Plants spacing had no effect on corm yield per plant although higher corm yield per plant was recorded by higher plant spacing (1 m × 1 m and 1 m × 0.75 m). The observed decrease in corm yield per stand at closer planting space is in agreement with the findings of [24, 25]. However, it has been reported that corm yield is a function of the number of corms and weight of corms per planting hill [26]. Calculated on a hectare basis, corm yield ha−1 was found to increase as planting distance decreases. In this study, the highest corm yield ha−1 was observed in the closely planting distance (1 m × 0.5 m). It is noteworthy that the yields observed in closely spaced plants (1 m × 0.5 m and 1 m × 0.75 m) were equal or even greater than the African and world average of 5.9 and 6.6 t·ha−1, respectively [26], and were obtained without additional production inputs (water, fertilizers, etc.). The results showed that the total yield in taro is a function of the number of corms produced per unit area rather than the size of the individual corm. This suggests that the increase in total corm yield was due to the higher number of plants per unit area, which intercepts solar radiation and thereby enhances photosynthesis on a unit area basis. It is also possible that, at lower plant spacing, there was an added advantage of full-ground cover which effectively suppressed weeds, hence, contributing to greater yield. The finding of the study is in agreement with previous reports by [15, 2729].

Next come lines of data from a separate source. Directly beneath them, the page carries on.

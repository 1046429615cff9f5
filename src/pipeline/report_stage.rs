//! Report output stage.

use super::compare_stage::Comparison;
use super::{OutputTarget, auto_detect_format, should_use_color, write_output};
use crate::config::AppConfig;
use crate::model::Deck;
use crate::reports::{ComparisonReport, ReportConfig, ReportMetadata, create_reporter_with_options};
use anyhow::Result;

/// Labels of the two inputs as shown in report metadata.
#[derive(Debug, Clone, Default)]
pub struct InputLabels {
    pub source: Option<String>,
    pub target: Option<String>,
}

/// Render a comparison and write it to the configured destination.
pub fn output_report(
    config: &AppConfig,
    comparison: &Comparison,
    source: &Deck,
    target: &Deck,
    labels: InputLabels,
) -> Result<()> {
    let output_target = OutputTarget::from_option(config.output.file.clone());
    let format = auto_detect_format(config.output.format, &output_target);
    let use_color = should_use_color(config.output.no_color, &output_target);

    let report_config = ReportConfig {
        title: config.output.title.clone(),
        metadata: ReportMetadata {
            source_path: labels.source,
            target_path: labels.target,
            ..ReportMetadata::new()
        },
    };
    let report = ComparisonReport {
        source,
        target,
        diff: &comparison.diff,
        pages: &comparison.pages,
    };

    tracing::debug!("rendering {format} report (color: {use_color})");
    let rendered = create_reporter_with_options(format, use_color).generate(&report, &report_config)?;
    write_output(&rendered, &output_target, config.behavior.quiet)
}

Results of the correlation analysis revealed a strong positive and significant correlation between growth parameters, yield, and yield components. This indicates that increasing these growth parameters increases yield. The strong positive correlation of the traits shows a great agronomic potential of the two cultivars used in the study. The studies [3032] reported a positive correlation for growth and yield parameters of taro. Other authors have also reported the interdependence between genetic variables and yields.

5. Conclusion

In this study, spacing played a significant role in determining the overall performance of taro. Wider spacing increased the corm yield of individual taro plants whereas narrow spacing increased the total corm yield of taro per unit area. Based on the results from this study, planting at the closer spacing 1 m × 0.5 m which produced the highest corm yield ha−1 in all accessions is recommended to farmers. Accession BL/SM/80 which also produced high corm yield ha−1 is also recommended to farmers in the area.

Data Availability

The data used to support the findings of this study are available from the corresponding author upon request.

Conflicts of Interest

The authors declare that they have no conflicts of interest regarding the publication of this study.


The authors hereby acknowledge the support of the International Network for Edible Aroids (INEA) for introducing the accessions in Ghana.